Algo semejante puede decirse del romance entre Ringo Kid y Dallas. Ringo Kid es un proscrito que se ha fugado de la prisión, pero tiene un espíritu limpio y noble. Aprecia enseguida la belleza interior de Dallas, dispensándole un trato caballeroso y delicado. Tras observar cómo acuna al bebé de Mrs. Mallory, comprende que se halla ante una mujer llena de amor y ternura, capaz de cuidar y educar a unos hijos y hacer feliz a su marido. Cuando Ringo le propone matrimonio, Dallas se echa a llorar, contestándole que no sabe nada de su vida. «Sé todo lo que necesito saber», replica Ringo, mostrando las cualidades de galán de un John Wayne al que muchos han encajonado en los papeles de militar o cowboy, sin reconocer su amplitud de registros.

La nobleza de los marginados que viajan en la diligencia contrasta con la mezquindad de los supuestos prebostes de la sociedad. El banquero Gatewood (Berton Churchill) se queja de los impuestos, llama la atención sobre la deuda externa, deplora la intromisión del gobierno en las actividades económicas de los bancos y asegura que el país debería estar gobernado por un hombre de negocios. «Estados Unidos para los estadounidenses», exclama exaltado, mientras aprieta celosamente su bolsa, donde esconde la abultada suma que ha robado a su propio banco. Hatfield (espléndido y preciso John Carradine) finge ser un caballero del Sur, nostálgico de una civilización aniquilada por la victoria yanqui. Ford no muestra esta vez ninguna clase de simpatía hacia el Sur, decadente y corrompido. Desde el principio, Hatfield se erige en protector de Mrs. Mallory, pero su cortesía no alcanza a Dallas, a la que considera una vulgar prostituta indigna de cualquier miramiento. Casi todas las claves del universo de John Ford aparecen en La diligencia: el paisaje de Monument Valley, la caballería, el héroe solitario, la prostituta de corazón de oro, los apaches, el jugador tramposo, la digna esposa de un oficial. «Doc» Boone es uno de los borrachines lúcidos y entrañables que salpican toda su obra cinematográfica. Capaz de citar a Homero con fluidez, su elocuencia shakespereana añade profundidad a un relato impulsado por un protagonismo coral que evidencia la dimensión comunitaria del ser humano.

La diligencia

Michaleen Oge Flynn, sabiamente interpretado por Barry Fitzgerald en The Quiet Man, destaca en esa nutrida galería de alcohólicos, inspirada en la propia experiencia de Ford.

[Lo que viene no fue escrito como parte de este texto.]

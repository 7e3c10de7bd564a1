use std::{
    collections::{HashMap, HashSet},
    sync::Arc,
};

use tracing::{info, warn};

use crate::{
    catalog::{Catalog, Snapshot, SnapshotStats},
    filter::{FilterConfig, GenreMatch, genre_matches, language_matches},
    language::{IndexStats, UNKNOWN_LANGUAGE},
    models::{CatalogEntry, GenreCount, LanguageCount, MovieSummary},
    ranking::{RATING_THEN_VOTES, SortKey, rank_and_limit, vote_percentile},
};

/// Share of the catalog, by vote count, that a title must reach to be
/// considered for the top-rated list.
pub const TOP_RATED_VOTE_PERCENTILE: f64 = 0.8;

/// Read-only queries over the current catalog snapshot.
///
/// Every call pins one snapshot for its whole duration, so a concurrent
/// reload never changes the data mid-query.
#[derive(Clone)]
pub struct QueryFacade {
    catalog: Arc<Catalog>,
}

impl QueryFacade {
    pub fn new(catalog: Arc<Catalog>) -> Self {
        Self { catalog }
    }

    pub fn catalog(&self) -> &Arc<Catalog> {
        &self.catalog
    }

    /// Highest rated titles among those at or above the vote-count percentile.
    pub fn top_rated(&self, limit: i64) -> Vec<MovieSummary> {
        let snap = self.catalog.snapshot();
        let Some(threshold) = vote_percentile(snap.entries(), TOP_RATED_VOTE_PERCENTILE) else {
            return Vec::new();
        };
        let candidates = snap.entries().iter().filter(|e| e.num_votes as f64 >= threshold).collect();
        let out = summarize(&snap, rank_and_limit(candidates, RATING_THEN_VOTES, limit));
        info!(limit, vote_threshold = threshold, results = out.len(), "top rated");
        out
    }

    pub fn most_popular(&self, limit: i64, min_year: Option<i32>) -> Vec<MovieSummary> {
        let snap = self.catalog.snapshot();
        let filter = FilterConfig { min_year, ..Default::default() };
        let candidates = snap.entries().iter().filter(|e| filter.matches_fields(e)).collect();
        let out = summarize(&snap, rank_and_limit(candidates, &[SortKey::Votes], limit));
        info!(limit, min_year = ?min_year, results = out.len(), "most popular");
        out
    }

    /// Case-insensitive substring search over both titles and, when
    /// `match_genre` is set, the genre list.
    pub fn search(&self, query: &str, limit: i64, match_genre: bool) -> Vec<MovieSummary> {
        let snap = self.catalog.snapshot();
        let needle = query.trim().to_lowercase();
        let candidates = snap
            .entries()
            .iter()
            .filter(|e| {
                e.primary_title.to_lowercase().contains(&needle)
                    || e.original_title.to_lowercase().contains(&needle)
                    || (match_genre && e.genres.join(",").to_lowercase().contains(&needle))
            })
            .collect();
        let out = summarize(&snap, rank_and_limit(candidates, &[SortKey::Votes], limit));
        info!(query = %query, limit, match_genre, results = out.len(), "search");
        out
    }

    pub fn by_language(&self, code: &str, limit: i64) -> Vec<MovieSummary> {
        let snap = self.catalog.snapshot();
        let resolver = snap.languages();
        let candidates = snap.entries().iter().filter(|e| language_matches(e, code, resolver)).collect();
        let out = summarize(&snap, rank_and_limit(candidates, &[SortKey::Votes], limit));
        info!(language = %code, limit, results = out.len(), "by language");
        out
    }

    pub fn by_genres(&self, genres: &[String], match_all: bool, limit: i64) -> Vec<MovieSummary> {
        let snap = self.catalog.snapshot();
        let mode = if match_all { GenreMatch::All } else { GenreMatch::Any };
        let candidates = snap.entries().iter().filter(|e| genre_matches(e, genres, mode)).collect();
        let out = summarize(&snap, rank_and_limit(candidates, &[SortKey::Votes], limit));
        info!(genres = ?genres, match_all, limit, results = out.len(), "by genres");
        out
    }

    /// Full predicate composition, ranked by rating then votes.
    pub fn with_filters(&self, config: &FilterConfig, limit: i64) -> Vec<MovieSummary> {
        if config.is_contradictory() {
            warn!(filters = ?config, "filter bounds can never be satisfied");
            return Vec::new();
        }
        let snap = self.catalog.snapshot();
        let resolver = snap.languages();
        let candidates = snap.entries().iter().filter(|e| config.matches(e, resolver)).collect();
        let out = summarize(&snap, rank_and_limit(candidates, RATING_THEN_VOTES, limit));
        info!(filters = ?config, limit, results = out.len(), "with filters");
        out
    }

    /// Genre occurrence counts over the catalog, most common first.
    pub fn available_genres(&self) -> Vec<GenreCount> {
        let snap = self.catalog.snapshot();
        let counts = count_in_order(snap.entries().iter().flat_map(|e| e.genres.iter().map(String::as_str)));
        counts.into_iter().map(|(name, count)| GenreCount { name, count }).collect()
    }

    /// Resolved-language counts over the catalog, most common first. Titles
    /// with no known language are left out.
    pub fn available_languages(&self) -> Vec<LanguageCount> {
        let snap = self.catalog.snapshot();
        let index = snap.languages().index();
        let counts = count_in_order(
            snap.entries().iter().map(|e| index.resolve(&e.id)).filter(|code| *code != UNKNOWN_LANGUAGE),
        );
        counts.into_iter().map(|(code, count)| LanguageCount { code, count }).collect()
    }

    /// Half most popular, half top rated, without repeats.
    pub fn collect(&self, num_movies: i64) -> Vec<MovieSummary> {
        let half = num_movies / 2;
        let mut seen = HashSet::new();
        let out: Vec<MovieSummary> = self
            .most_popular(half, None)
            .into_iter()
            .chain(self.top_rated(half))
            .filter(|m| seen.insert(m.id.clone()))
            .collect();
        info!(requested = num_movies, collected = out.len(), "collected movies");
        out
    }

    pub fn stats(&self) -> SnapshotStats {
        self.catalog.snapshot().stats().clone()
    }

    /// Language index statistics, or `None` until the index has been built.
    pub fn language_stats(&self) -> Option<IndexStats> {
        self.catalog.snapshot().languages().ready().map(|index| index.stats().clone())
    }
}

/// Converts ranked entries to summaries. The language is only reported when
/// it is already known, so plain queries never trigger the language scan.
fn summarize(snap: &Snapshot, entries: Vec<&CatalogEntry>) -> Vec<MovieSummary> {
    let index = snap.languages().ready();
    entries
        .into_iter()
        .map(|e| {
            let language = e
                .language()
                .or_else(|| index.map(|i| i.resolve(&e.id)))
                .map(str::to_string);
            MovieSummary::from_entry(e, language)
        })
        .collect()
}

/// Occurrence counts sorted by count descending, ties in first-seen order.
fn count_in_order<'a>(items: impl Iterator<Item = &'a str>) -> Vec<(String, usize)> {
    let mut slots: HashMap<&str, usize> = HashMap::new();
    let mut counts: Vec<(String, usize)> = Vec::new();
    for item in items {
        match slots.get(item) {
            Some(&slot) => counts[slot].1 += 1,
            None => {
                slots.insert(item, counts.len());
                counts.push((item.to_string(), 1));
            },
        }
    }
    counts.sort_by(|a, b| b.1.cmp(&a.1));
    counts
}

Michaleen es el casamentero del imaginario Innisfree, un hombrecillo que siempre encuentra un pretexto para beber. Cuando habla con Will Danaher (Victor McLaglen) para solicitarle que apruebe el comienzo del cortejo entre Sean Thornton y su hermana Mary Kate (Maureen O’Hara), pide algo de bebida para aclarar su garganta. Will, que se opone vehementemente al romance, le invita a beber un vaso de leche con una sonrisa maliciosa. Michaleen sacude la cabeza con un gesto de repugnancia, comentando horrorizado: «Ni los Borgia fueron tan mezquinos». El caballo de Michaleen conoce muy bien a su amo. Por eso se detiene espontáneamente ante las tabernas de Innisfree, logrando que olvide sus obligaciones. No obstante, Michaleen no es un simple borracho. No se limita a observar la vida, sino que intenta encauzar su curso con una filosofía que no excluye las licencias poéticas. Su parentesco con los locos y bufones de Shakespeare es innegable. Cuando algo le asombra, exclama: «Homérico». Al igual que «Doc» Boone, conoce a los clásicos griegos o, al menos, ha oído hablar de ellos, lo cual insinúa que un borracho nunca es pueril o estúpido, sino un poeta que enciende su mente con ríos de alcohol. Michaleen no es un vividor ni un sinvergüenza, sino un hombre con conciencia, leal a sus convicciones. No pierde la esperanza de que se produzca una nueva insurrección contra los británicos y no le importa involucrarse en la conspiración urdida para engañar a Will a fin de que permita el enlace entre Sean y Mary Kate. Eso no es obstáculo para que se indigne con Ignatius Feeney (Jack MacGowran) cuando intenta apostar contra Danaher en la épica, «homérica» pelea que libra contra Sean. Ford utiliza su propio apellido para infundir vida en un personaje con una picaresca cervantina, capaz de apostar contra su jefe o de invocar las reglas del parlamentarismo mientras añade nuevos nombres a la lista negra del pelirrojo Danaher. ¿Quizás una alusión a los problemas afrontados por el director durante la caza de brujas en Hollywood?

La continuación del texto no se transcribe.